#### WORK ITEM
Exact copies of all entries are expected.

#### DATA PROVIDED

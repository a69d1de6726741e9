use thiserror::Error;

use crate::apk_source::FetchError;
use crate::github::ReleaseError;
use crate::patcher::PatcherError;
use crate::state_machine::Phase;

#[derive(Debug, Error)]
pub enum BotError {
    #[error("latest release of {repo} has no asset ending in {extension}")]
    MissingAsset { repo: String, extension: String },

    #[error("cannot enter {to} from {from}")]
    InvalidTransition { from: Phase, to: Phase },

    #[error("release error: {0}")]
    Release(#[from] ReleaseError),

    #[error("download error: {0}")]
    Fetch(#[from] FetchError),

    #[error("patcher error: {0}")]
    Patcher(#[from] PatcherError),

    #[error("IO error: {0}")]
    Io(#[from] std::io::Error),
}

#### RESULT
repository a69d1de6726741e9
use thiserror::Error;

use crate::apk_source::FetchError;
use crate::github::ReleaseError;
use crate::patcher::PatcherError;
use crate::state_machine::Phase;

#[derive(Debug, Error)]
pub enum BotError {
    #[error("latest release of {repo} has no asset ending in {extension}")]
    MissingAsset { repo: String, extension: String },

    #[error("cannot enter {to} from {from}")]
    InvalidTransition { from: Phase, to: Phase },

    #[error("release error: {0}")]
    Release(#[from] ReleaseError),

    #[error("download error: {0}")]
    Fetch(#[from] FetchError),

    #[error("patcher error: {0}")]
    Patcher(#[from] PatcherError),

    #[error("IO error: {0}")]
    Io(#[from] std::io::Error),
}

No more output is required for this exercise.